D.C. Public Schools Chancellor Michelle Rhee is putting some numbers behind some fiery rhetoric over why she fired hundreds of teachers in October during a budget crunch.
Rhee told Fast Forward magazine's February issue that of the 266 teachers fired, "I got rid of teachers who had hit children, who had had sex with children..." She also said she had fired a teacher who had been absent 78 days.
The comments sparked an uproar last week when they were published. The teachers' union has demanded an apology, saying she maligned every teacher fired, and D.C. Council Chairman Vincent Gray, who may run for mayor, has demanded Rhee back up her remarks. He's threatening to hold council hearings.

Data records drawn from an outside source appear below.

use super::document::Document;
use super::error::FinderError;
use super::filter::{FilterOutcome, filter_results};
use super::listing::Listing;
use super::position::{IdentifierReference, Position};
use super::resolver::reference_at_cursor;
use super::search::{SearchRequest, TextSearch};
use super::semantic::SemanticService;
use std::path::{Path, PathBuf};
use tracing::info;

/// Where the user asked for usages: a document and a byte offset into it.
#[derive(Debug, Clone, PartialEq, Eq)]
pub struct Cursor {
    pub file: PathBuf,
    pub offset: usize,
}

impl Cursor {
    pub fn new(file: impl Into<PathBuf>, offset: usize) -> Self {
        Self {
            file: file.into(),
            offset,
        }
    }

    /// Cursor at a 1-based line and 1-based byte column of `document`
    pub fn from_line_column(document: &Document, line: u32, column: u32) -> Result<Self, FinderError> {
        let invalid = || FinderError::InvalidCursor {
            file: document.path().to_path_buf(),
            line,
            column,
        };
        let position = Position::new(document.path(), line, column.checked_sub(1).ok_or_else(invalid)?);
        let offset = document.offset_of(&position).ok_or_else(invalid)?;
        Ok(Self::new(document.path(), offset))
    }
}

/// Result of one invocation.
#[derive(Debug)]
pub struct Usages {
    pub reference: IdentifierReference,
    pub listing: Listing,
    /// Candidates the semantic service did not confirm
    pub rejected: usize,
    /// Search output lines that were neither header nor results
    pub unparseable: usize,
}

/// UsageFinder locates every usage of the identifier under a cursor.
///
/// It resolves the identifier, searches the project for its spelling, and
/// keeps only the matches the semantic service resolves to the same
/// definition.
pub struct UsageFinder<S, T> {
    semantic: S,
    search: T,
    root: PathBuf,
    file_glob: String,
}

impl<S, T> UsageFinder<S, T>
where
    S: SemanticService,
    T: TextSearch,
{
    pub fn new(semantic: S, search: T, root: impl Into<PathBuf>, file_glob: impl Into<String>) -> Self {
        Self {
            semantic,
            search,
            root: root.into(),
            file_glob: file_glob.into(),
        }
    }

    pub fn root(&self) -> &Path {
        &self.root
    }

    pub fn semantic(&self) -> &S {
        &self.semantic
    }

    pub fn into_parts(self) -> (S, T) {
        (self.semantic, self.search)
    }

    /// Locate usages of the identifier at `cursor`.
    ///
    /// The view ends on the cursor position on every path out of here,
    /// including failures before the search starts.
    pub async fn find_usages(&mut self, cursor: &Cursor) -> Result<Usages, FinderError> {
        let document = self
            .semantic
            .document(&cursor.file)
            .await
            .map_err(|source| FinderError::Document {
                path: cursor.file.clone(),
                source,
            })?;
        let origin = document.position_at(cursor.offset);

        let base_depth = self.semantic.views().depth();
        self.semantic.push_view(origin.clone());

        let result = self.locate_and_filter(cursor.offset).await;

        self.semantic.views_mut().restore(base_depth, &origin);
        result
    }

    async fn locate_and_filter(&mut self, offset: usize) -> Result<Usages, FinderError> {
        let reference = reference_at_cursor(&mut self.semantic, offset).await?;
        info!(
            identifier = %reference.identifier,
            definition = %reference.definition,
            "searching for usages"
        );

        let request = SearchRequest::for_identifier(&reference.identifier, &self.file_glob, &self.root);
        let output = self.search.launch(request).wait().await?;
        info!(exit = %output.exit_message, "search complete");

        let FilterOutcome {
            confirmed,
            rejected,
            unparseable,
            ..
        } = filter_results(&mut self.semantic, &reference, &self.root, &output.text).await;

        info!(
            identifier = %reference.identifier,
            confirmed = confirmed.len(),
            rejected = rejected.len(),
            "filtered candidates"
        );

        Ok(Usages {
            listing: Listing::new(self.root.clone(), confirmed),
            rejected: rejected.len(),
            unparseable: unparseable.len(),
            reference,
        })
    }
}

Late Monday, Rhee gave an exclusive television interview to News4. And for the first time, she sought to explain her remarks and put some numbers behind them.
She told us that one teacher had been on administrative leave for sexual misconduct and that the teacher had been fired as part of the budget purge.
She said six other teachers had served suspensions for various corporal punishment violations. They, too, were included in the list of teachers fired for budget reasons.
Two teachers who had been suspended for unauthorized absences also were on the list.
Under city law, the nine teachers could be fired as part of the budget crisis, regardless of their legal standing, school officials said.
Rhee's remarks to News4 may not calm the controversy.
Gray said he wants to know more details about who was fired and why. The Washington Teachers' Union has written letters to Mayor Adrian Fenty and Rhee saying she should apologize for leaving the impression that many of the fired teachers were guilty of sexual or physical misconduct.
UPDATE: Rhee provided more information on Tuesday in a letter addressed to members of the D.C. Council. The letter included the following statement:
"The comment I made to Fast Company was made some time ago -- and in the context of explaining the importance of considering teacher performance, and not just seniority, in deciding which teachers would be let go during a reduction in force necessitated by a budget cut. I was describing the kind of conduct that was appropriate to take into account in implementing the reduction in force.
"The examples I gave involved a very small minority of the teachers who were terminated in the budget reduction.
"One teacher against whom serious allegations of sexual misconduct had been made was terminated in the RIF. This teacher was immediately put on administrative leave and removed from the school as soon as the allegations came to our attention. This person was not in the classroom at the time of the RIF, and DCPS referred the case to MPD."